→ **TASK**: In the following listing, find the lines containing "HashSet" and report them.

• • • • • • •

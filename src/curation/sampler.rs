//! Randomized per-course sampling from the catalog.

use std::sync::{Arc, Mutex};

use rand::rngs::StdRng;
use rand::{Rng, SeedableRng};
use rusqlite::Connection;
use uuid::Uuid;

use super::query::SearchQueryBuilder;
use crate::catalog::{CatalogClient, SearchFilters, SearchRequest};
use crate::models::Course;

/// Ids drawn for one course, plus the population the catalog reported.
///
/// `total` is `None` when the catalog could not be reached; callers must not
/// overwrite a cached total in that case.
#[derive(Debug, Clone, Default, PartialEq, Eq)]
pub struct SampleOutcome {
    pub ids: Vec<String>,
    pub total: Option<u64>,
}

pub struct CourseSampler {
    catalog: Arc<dyn CatalogClient>,
    language: String,
    rng: Mutex<StdRng>,
}

impl CourseSampler {
    pub fn new(catalog: Arc<dyn CatalogClient>, language: impl Into<String>) -> Self {
        Self {
            catalog,
            language: language.into(),
            rng: Mutex::new(StdRng::from_entropy()),
        }
    }

    /// Deterministic sampler for tests and reproducible runs.
    pub fn with_seed(catalog: Arc<dyn CatalogClient>, language: impl Into<String>, seed: u64) -> Self {
        Self {
            catalog,
            language: language.into(),
            rng: Mutex::new(StdRng::seed_from_u64(seed)),
        }
    }

    /// Random offset in `0..=known_total - limit`, or 0 without a known total.
    pub fn pick_offset(&self, limit: u32, known_total: u64) -> u64 {
        if known_total == 0 {
            return 0;
        }
        let upper = known_total.saturating_sub(u64::from(limit));
        let mut rng = self.rng.lock().unwrap_or_else(|e| e.into_inner());
        rng.gen_range(0..=upper)
    }

    /// Sample one course for a patient, building the exclusion query from the
    /// allergen ledger. Never fails: any error yields an empty outcome.
    pub fn sample(
        &self,
        conn: &Connection,
        patient_id: &Uuid,
        course: Course,
        limit: u32,
        known_total: u64,
    ) -> SampleOutcome {
        match SearchQueryBuilder::new(conn).build(patient_id) {
            Ok(exclude_query) => self.sample_with_query(course, &exclude_query, limit, known_total),
            Err(e) => {
                tracing::warn!(
                    patient_id = %patient_id,
                    course = course.as_str(),
                    error = %e,
                    "Could not build exclusion query, no recipes this course"
                );
                SampleOutcome::default()
            }
        }
    }

    /// Sample with a pre-built exclusion query.
    pub fn sample_with_query(
        &self,
        course: Course,
        exclude_query: &str,
        limit: u32,
        known_total: u64,
    ) -> SampleOutcome {
        if limit == 0 {
            return SampleOutcome::default();
        }

        let offset = self.pick_offset(limit, known_total);
        let request = SearchRequest {
            language: self.language.clone(),
            filters: SearchFilters {
                course: Some(course),
                ..Default::default()
            },
            exclude_query: exclude_query.to_string(),
            limit,
            offset,
        };

        match self.catalog.search(&request) {
            Ok(page) => {
                let ids: Vec<String> = page
                    .recipes
                    .into_iter()
                    .map(|r| r.external_id)
                    .take(limit as usize)
                    .collect();
                tracing::debug!(
                    course = course.as_str(),
                    offset,
                    returned = ids.len(),
                    total = page.total,
                    "Sampled course"
                );
                SampleOutcome {
                    ids,
                    total: Some(page.total),
                }
            }
            Err(e) => {
                tracing::warn!(
                    course = course.as_str(),
                    offset,
                    error = %e,
                    "Catalog search failed, no recipes this course"
                );
                SampleOutcome::default()
            }
        }
    }
}
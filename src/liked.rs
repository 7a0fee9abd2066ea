use crate::cache::{ViewKey, ViewObserver};
use crate::coordinator::OptimisticCacheCoordinator;
use crate::model::Candidate;
use crate::observe::Subscription;
use crate::runtime::TaskSpawner;
use futures::future::FutureExt;
use log::warn;
use std::rc::Rc;

/// Read model behind the liked list screen, backed by one liked cache view.
pub struct LikedFeed {
    key: ViewKey,
    coordinator: OptimisticCacheCoordinator,
    spawner: Rc<dyn TaskSpawner>,
    _observer: ViewObserver,
}

impl LikedFeed {
    pub fn new(
        coordinator: OptimisticCacheCoordinator,
        spawner: Rc<dyn TaskSpawner>,
        per_page: u32,
    ) -> Self {
        let key = ViewKey::liked(per_page);
        let observer = coordinator.store().observe(key);
        Self {
            key,
            coordinator,
            spawner,
            _observer: observer,
        }
    }

    pub fn key(&self) -> ViewKey {
        self.key
    }

    pub fn items(&self) -> Vec<Candidate> {
        self.coordinator
            .store()
            .view(self.key)
            .map(|view| view.items())
            .unwrap_or_default()
    }

    pub fn is_loading(&self) -> bool {
        self.coordinator
            .store()
            .view(self.key)
            .map(|view| view.is_loading())
            .unwrap_or(false)
    }

    pub fn has_more(&self) -> bool {
        self.coordinator
            .store()
            .view(self.key)
            .map(|view| view.has_more())
            .unwrap_or(false)
    }

    pub fn load_more(&self) {
        if !self.has_more() || self.is_loading() {
            return;
        }
        let load = self.coordinator.load_view_page(self.key);
        self.spawner.spawn(
            async move {
                if let Err(err) = load.await {
                    warn!("Loading more liked profiles failed: {}", err);
                }
            }
            .boxed_local(),
        );
    }

    pub fn refresh(&self) {
        let refresh = self.coordinator.refresh_view(self.key);
        self.spawner.spawn(
            async move {
                if let Err(err) = refresh.await {
                    warn!("Refreshing liked profiles failed: {}", err);
                }
            }
            .boxed_local(),
        );
    }

    pub fn subscribe(&self, listener: impl Fn() + 'static) -> Subscription {
        self.coordinator.store().subscribe(listener)
    }
}

#[cfg(test)]
mod tests {
    use super::*;
    use crate::cache::CacheStore;
    use crate::test_support::{candidate, candidates, FakePeopleApi};
    use futures::executor::LocalPool;
    use std::cell::Cell;

    fn feed(api: &Rc<FakePeopleApi>, pool: &LocalPool, per_page: u32) -> LikedFeed {
        let coordinator = OptimisticCacheCoordinator::new(CacheStore::new(), api.clone());
        LikedFeed::new(coordinator, Rc::new(pool.spawner()), per_page)
    }

    #[test]
    fn refresh_then_load_more_until_exhausted() {
        let api = FakePeopleApi::paged(candidates("p", 3));
        api.seed_liked(candidates("l", 25));
        let mut pool = LocalPool::new();
        let feed = feed(&api, &pool, 10);
        assert!(feed.has_more());

        feed.refresh();
        pool.run_until_stalled();
        assert_eq!(feed.items().len(), 10);

        feed.load_more();
        pool.run_until_stalled();
        feed.load_more();
        pool.run_until_stalled();
        assert_eq!(feed.items().len(), 25);
        assert!(!feed.has_more());
        assert!(!feed.is_loading());

        feed.load_more();
        pool.run_until_stalled();
        assert_eq!(api.liked_calls().len(), 3);
    }

    #[test]
    fn load_more_is_ignored_while_loading() {
        let api = FakePeopleApi::paged(candidates("p", 3));
        api.seed_liked(candidates("l", 25));
        let mut pool = LocalPool::new();
        let feed = feed(&api, &pool, 10);

        feed.load_more();
        feed.load_more();
        pool.run_until_stalled();

        assert_eq!(api.liked_calls(), vec![(1, 10)]);
    }

    #[test]
    fn subscribers_hear_about_likes() {
        let api = FakePeopleApi::paged(candidates("p", 3));
        let pool = LocalPool::new();
        let feed = feed(&api, &pool, 10);
        let hits = Rc::new(Cell::new(0));
        let counter = Rc::clone(&hits);
        let _subscription = feed.subscribe(move || counter.set(counter.get() + 1));

        let _pending = feed.coordinator.apply_like(&candidate("p1"));

        assert!(hits.get() >= 1);
        assert_eq!(feed.items()[0].id, "p1");
    }

    #[test]
    fn failed_refresh_is_swallowed() {
        let api = FakePeopleApi::paged(candidates("p", 3));
        api.set_fail_liked(true);
        let mut pool = LocalPool::new();
        let feed = feed(&api, &pool, 10);

        feed.refresh();
        pool.run_until_stalled();

        assert!(feed.items().is_empty());
        assert!(!feed.is_loading());
    }
}
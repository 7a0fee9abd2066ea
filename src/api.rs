use crate::model::{Page, PageEnvelope};
use futures::future::{self, Either, FutureExt, LocalBoxFuture};
use gloo_net::http::{Request, Response};
use gloo_timers::future::TimeoutFuture;
use thiserror::Error;

/// Every variant is a network failure from the caller's point of view.
#[derive(Debug, Clone, PartialEq, Eq, Error)]
pub enum ApiError {
    #[error("network failure: {0}")]
    Network(String),
    #[error("request timed out after {0} ms")]
    Timeout(u32),
    #[error("HTTP {status} while requesting {url}")]
    Status { status: u16, url: String },
    #[error("unexpected response body: {0}")]
    Decode(String),
}

impl ApiError {
    pub(crate) fn network<E: std::fmt::Display>(err: E) -> Self {
        Self::Network(err.to_string())
    }

    pub(crate) fn decode<E: std::fmt::Display>(err: E) -> Self {
        Self::Decode(err.to_string())
    }
}

/// Backend collaborator for the people endpoints.
///
/// Calling a method is the dispatch point; callers order local effects
/// before the call, not before the first poll.
pub trait PeopleApi {
    fn fetch_people(&self, page: u32, per_page: u32) -> LocalBoxFuture<'static, Result<Page, ApiError>>;
    fn fetch_liked(&self, page: u32, per_page: u32) -> LocalBoxFuture<'static, Result<Page, ApiError>>;
    fn like(&self, id: &str) -> LocalBoxFuture<'static, Result<(), ApiError>>;
    fn dislike(&self, id: &str) -> LocalBoxFuture<'static, Result<(), ApiError>>;
}

#[derive(Debug, Clone)]
pub struct HttpPeopleApi {
    base_url: String,
    timeout_ms: u32,
}

impl HttpPeopleApi {
    pub fn new(base_url: impl Into<String>, timeout_ms: u32) -> Self {
        Self {
            base_url: base_url.into().trim_end_matches('/').to_string(),
            timeout_ms,
        }
    }

    fn page_url(&self, path: &str, page: u32, per_page: u32) -> String {
        format!(
            "{}/{}?page={}&per_page={}",
            self.base_url, path, page, per_page
        )
    }

    fn action_url(&self, id: &str, action: &str) -> String {
        format!("{}/people/{}/{}", self.base_url, id, action)
    }

    fn get_page(&self, url: String) -> LocalBoxFuture<'static, Result<Page, ApiError>> {
        let timeout_ms = self.timeout_ms;
        async move {
            let response = with_timeout(Request::get(&url).send(), timeout_ms).await?;
            let response = ensure_ok(response, &url)?;
            let text = response.text().await.map_err(ApiError::network)?;
            let envelope: PageEnvelope = serde_json::from_str(&text).map_err(ApiError::decode)?;
            Page::try_from(envelope).map_err(ApiError::decode)
        }
        .boxed_local()
    }

    fn post(&self, url: String) -> LocalBoxFuture<'static, Result<(), ApiError>> {
        let timeout_ms = self.timeout_ms;
        async move {
            let response = with_timeout(Request::post(&url).send(), timeout_ms).await?;
            ensure_ok(response, &url).map(|_| ())
        }
        .boxed_local()
    }
}

impl PeopleApi for HttpPeopleApi {
    fn fetch_people(&self, page: u32, per_page: u32) -> LocalBoxFuture<'static, Result<Page, ApiError>> {
        self.get_page(self.page_url("people", page, per_page))
    }

    fn fetch_liked(&self, page: u32, per_page: u32) -> LocalBoxFuture<'static, Result<Page, ApiError>> {
        self.get_page(self.page_url("people/liked", page, per_page))
    }

    fn like(&self, id: &str) -> LocalBoxFuture<'static, Result<(), ApiError>> {
        self.post(self.action_url(id, "like"))
    }

    fn dislike(&self, id: &str) -> LocalBoxFuture<'static, Result<(), ApiError>> {
        self.post(self.action_url(id, "dislike"))
    }
}

async fn with_timeout<F>(request: F, timeout_ms: u32) -> Result<Response, ApiError>
where
    F: std::future::Future<Output = Result<Response, gloo_net::Error>>,
{
    let request = Box::pin(request);
    let timer = Box::pin(TimeoutFuture::new(timeout_ms));
    match future::select(request, timer).await {
        Either::Left((result, _)) => result.map_err(ApiError::network),
        Either::Right(((), _)) => Err(ApiError::Timeout(timeout_ms)),
    }
}

fn ensure_ok(response: Response, url: &str) -> Result<Response, ApiError> {
    if response.ok() {
        Ok(response)
    } else {
        Err(ApiError::Status {
            status: response.status(),
            url: url.to_owned(),
        })
    }
}
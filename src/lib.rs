pub mod api;
pub mod cache;
pub mod config;
pub mod coordinator;
pub mod cursor;
pub mod deck;
pub mod gesture;
pub mod liked;
pub mod media;
pub mod model;
pub mod observe;
pub mod runtime;
mod ui;

#[cfg(test)]
mod test_support;

use api::{HttpPeopleApi, PeopleApi};
use cache::CacheStore;
use config::{load_config, AppConfig};
use coordinator::OptimisticCacheCoordinator;
use cursor::PaginatedCursor;
use deck::DeckController;
use media::ImagePrefetcher;
use runtime::{TaskSpawner, WasmSpawner};
use std::rc::Rc;
use ui::{DeckScreen, LikedScreen};
use wasm_bindgen::prelude::wasm_bindgen;
use web_sys::window;
use yew::prelude::*;

/// Everything the screens share, wired once at startup.
pub struct Services {
    pub config: AppConfig,
    pub deck: DeckController,
    pub coordinator: OptimisticCacheCoordinator,
    pub spawner: Rc<dyn TaskSpawner>,
}

impl Services {
    pub fn build(config: AppConfig) -> Self {
        let api: Rc<dyn PeopleApi> = Rc::new(HttpPeopleApi::new(
            config.api_base_url.clone(),
            config.request_timeout_ms,
        ));
        let spawner: Rc<dyn TaskSpawner> = Rc::new(WasmSpawner);
        let coordinator = OptimisticCacheCoordinator::new(CacheStore::new(), Rc::clone(&api));
        let cursor = PaginatedCursor::new(
            api,
            Rc::new(ImagePrefetcher),
            Rc::clone(&spawner),
            config.feed_per_page,
        );
        let deck = DeckController::new(
            cursor,
            coordinator.clone(),
            Rc::clone(&spawner),
            config.deck_settings(),
        );

        Self {
            config,
            deck,
            coordinator,
            spawner,
        }
    }
}

#[derive(Clone, Copy, PartialEq, Eq)]
enum Tab {
    Discover,
    Liked,
}

#[function_component(App)]
fn app() -> Html {
    let services = use_state(|| {
        let viewport_width = window()
            .and_then(|window| window.inner_width().ok())
            .and_then(|width| width.as_f64())
            .unwrap_or(0.0);
        Rc::new(Services::build(load_config().fit_to_viewport(viewport_width)))
    });
    let tab = use_state(|| Tab::Discover);

    let select_tab = |target: Tab| {
        let tab = tab.clone();
        Callback::from(move |_: MouseEvent| tab.set(target))
    };

    let screen = match *tab {
        Tab::Discover => html! { <DeckScreen services={(*services).clone()} /> },
        Tab::Liked => html! { <LikedScreen services={(*services).clone()} /> },
    };

    html! {
        <div class="app-container">
            <main class="content single-column">
                { screen }
            </main>
            <nav class="tab-bar">
                <button class={classes!("tab-button", (*tab == Tab::Discover).then_some("active"))}
                    onclick={select_tab(Tab::Discover)}>
                    { "Discover" }
                </button>
                <button class={classes!("tab-button", (*tab == Tab::Liked).then_some("active"))}
                    onclick={select_tab(Tab::Liked)}>
                    { "Liked" }
                </button>
            </nav>
        </div>
    }
}

#[wasm_bindgen(start)]
pub fn run_app() {
    wasm_logger::init(wasm_logger::Config::default());
    yew::Renderer::<App>::new().render();
}
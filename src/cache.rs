use crate::model::{Candidate, Page};
use crate::observe::{ChangeNotifier, Subscription};
use std::cell::RefCell;
use std::collections::{BTreeMap, HashSet};
use std::rc::{Rc, Weak};

/// Identifies one cached paginated query. Views of the same kind with
/// different page sizes are distinct entries.
#[derive(Debug, Clone, Copy, PartialEq, Eq, Hash, PartialOrd, Ord)]
pub enum ViewKey {
    Liked { per_page: u32 },
}

impl ViewKey {
    pub fn liked(per_page: u32) -> Self {
        Self::Liked {
            per_page: per_page.max(1),
        }
    }

    pub fn per_page(&self) -> u32 {
        match self {
            Self::Liked { per_page } => *per_page,
        }
    }

    pub fn is_liked(&self) -> bool {
        matches!(self, Self::Liked { .. })
    }
}

#[derive(Debug, Clone, Default, PartialEq)]
pub struct CacheView {
    pages: Vec<Page>,
    is_loading: bool,
    stale: bool,
    /// The only page was made up locally by an optimistic insert.
    synthetic: bool,
    revision: u64,
    optimistic: Vec<(u64, Candidate)>,
}

impl CacheView {
    pub fn pages(&self) -> &[Page] {
        &self.pages
    }

    /// Items across all pages in order, first occurrence of each id only.
    pub fn items(&self) -> Vec<Candidate> {
        let mut seen = HashSet::new();
        self.pages
            .iter()
            .flat_map(|page| page.items.iter())
            .filter(|item| seen.insert(item.id.as_str()))
            .cloned()
            .collect()
    }

    pub fn contains(&self, id: &str) -> bool {
        self.pages
            .iter()
            .any(|page| page.items.iter().any(|item| item.id == id))
    }

    pub fn occurrences(&self, id: &str) -> usize {
        self.pages
            .iter()
            .flat_map(|page| page.items.iter())
            .filter(|item| item.id == id)
            .count()
    }

    pub fn is_loading(&self) -> bool {
        self.is_loading
    }

    pub fn is_stale(&self) -> bool {
        self.stale
    }

    pub fn has_more(&self) -> bool {
        match self.pages.last() {
            None => true,
            Some(page) => self.synthetic || !page.is_last(),
        }
    }

    /// Page to request for `load_more`, `None` when the server has no more.
    pub fn next_page(&self) -> Option<u32> {
        if self.synthetic {
            return Some(1);
        }
        match self.pages.last() {
            None => Some(1),
            Some(page) if page.is_last() => None,
            Some(page) => Some(page.page_number + 1),
        }
    }

    pub fn revision(&self) -> u64 {
        self.revision
    }

    pub(crate) fn set_loading(&mut self, loading: bool) {
        self.is_loading = loading;
    }

    pub(crate) fn mark_stale(&mut self) {
        self.stale = true;
    }

    /// Puts `candidate` at the head of the first page unless some page already
    /// holds its id.
    pub(crate) fn insert_optimistic(&mut self, candidate: &Candidate) -> bool {
        if !self.insert_head(candidate) {
            return false;
        }
        self.revision += 1;
        self.optimistic.push((self.revision, candidate.clone()));
        true
    }

    pub(crate) fn append_page(&mut self, page: Page) {
        self.pages.push(page);
    }

    /// Replaces all pages with a server snapshot taken at `started_revision`.
    /// Optimistic inserts made after the snapshot was requested survive it, as
    /// do pages past the snapshot that were appended while it was in flight.
    pub(crate) fn replace_pages(&mut self, mut pages: Vec<Page>, started_revision: u64) {
        if let Some(last) = pages.last().filter(|page| !page.is_last()) {
            let boundary = last.page_number;
            let tail: Vec<Page> = self
                .pages
                .iter()
                .filter(|page| page.page_number > boundary)
                .cloned()
                .collect();
            pages.extend(tail);
        }
        self.pages = pages;
        self.synthetic = false;
        self.stale = false;
        self.optimistic
            .retain(|(revision, _)| *revision > started_revision);
        let survivors: Vec<Candidate> = self
            .optimistic
            .iter()
            .map(|(_, candidate)| candidate.clone())
            .collect();
        for candidate in &survivors {
            self.insert_head(candidate);
        }
    }

    fn insert_head(&mut self, candidate: &Candidate) -> bool {
        if self.contains(&candidate.id) {
            return false;
        }
        match self.pages.first_mut() {
            Some(first) => first.items.insert(0, candidate.clone()),
            None => {
                self.pages.push(Page {
                    items: vec![candidate.clone()],
                    page_number: 1,
                    last_page: 1,
                });
                self.synthetic = true;
            }
        }
        true
    }
}

struct ViewEntry {
    view: CacheView,
    observers: usize,
}

#[derive(Default)]
struct StoreInner {
    views: BTreeMap<ViewKey, ViewEntry>,
}

/// Handle to the cached query results shared by every screen.
///
/// Reads are public; writes go through the crate's cache coordinator.
#[derive(Clone, Default)]
pub struct CacheStore {
    inner: Rc<RefCell<StoreInner>>,
    notifier: ChangeNotifier,
}

impl CacheStore {
    pub fn new() -> Self {
        Self::default()
    }

    /// Registers interest in `key`, creating the view if needed. The view is
    /// dropped once every observer is gone.
    pub fn observe(&self, key: ViewKey) -> ViewObserver {
        let created = {
            let mut inner = self.inner.borrow_mut();
            let entry = inner.views.entry(key).or_insert_with(|| ViewEntry {
                view: CacheView::default(),
                observers: 0,
            });
            entry.observers += 1;
            entry.observers == 1
        };
        if created {
            self.notifier.notify();
        }
        ViewObserver {
            key,
            inner: Rc::downgrade(&self.inner),
            notifier: self.notifier.clone(),
        }
    }

    pub fn view(&self, key: ViewKey) -> Option<CacheView> {
        self.inner
            .borrow()
            .views
            .get(&key)
            .map(|entry| entry.view.clone())
    }

    pub fn keys(&self) -> Vec<ViewKey> {
        self.inner.borrow().views.keys().copied().collect()
    }

    pub fn keys_matching(&self, predicate: impl Fn(&ViewKey) -> bool) -> Vec<ViewKey> {
        self.inner
            .borrow()
            .views
            .keys()
            .filter(|key| predicate(*key))
            .copied()
            .collect()
    }

    pub fn version(&self) -> u64 {
        self.notifier.version()
    }

    pub fn subscribe(&self, listener: impl Fn() + 'static) -> Subscription {
        self.notifier.subscribe(listener)
    }

    /// Mutates one view. Returns `None` if the view no longer exists.
    pub(crate) fn update<T>(&self, key: ViewKey, f: impl FnOnce(&mut CacheView) -> T) -> Option<T> {
        let result = {
            let mut inner = self.inner.borrow_mut();
            let entry = inner.views.get_mut(&key)?;
            f(&mut entry.view)
        };
        self.notifier.notify();
        Some(result)
    }

    /// Mutates every view matching `predicate` under one borrow, so observers
    /// never see some of them updated and others not. Returns the number of
    /// views visited.
    pub(crate) fn update_matching(
        &self,
        predicate: impl Fn(&ViewKey) -> bool,
        mut f: impl FnMut(&ViewKey, &mut CacheView),
    ) -> usize {
        let visited = {
            let mut inner = self.inner.borrow_mut();
            let mut visited = 0;
            for (key, entry) in inner.views.iter_mut() {
                if predicate(key) {
                    f(key, &mut entry.view);
                    visited += 1;
                }
            }
            visited
        };
        if visited > 0 {
            self.notifier.notify();
        }
        visited
    }
}

/// Keeps a view alive while held.
pub struct ViewObserver {
    key: ViewKey,
    inner: Weak<RefCell<StoreInner>>,
    notifier: ChangeNotifier,
}

impl ViewObserver {
    pub fn key(&self) -> ViewKey {
        self.key
    }
}

impl Drop for ViewObserver {
    fn drop(&mut self) {
        let Some(inner) = self.inner.upgrade() else {
            return;
        };
        let removed = {
            let mut inner = inner.borrow_mut();
            match inner.views.get_mut(&self.key) {
                Some(entry) if entry.observers > 1 => {
                    entry.observers -= 1;
                    false
                }
                Some(_) => {
                    inner.views.remove(&self.key);
                    true
                }
                None => false,
            }
        };
        if removed {
            self.notifier.notify();
        }
    }
}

• • • • • • •

→ **ANSWER BOX**:
use std::collections::{BTreeMap, HashSet};
        let mut seen = HashSet::new();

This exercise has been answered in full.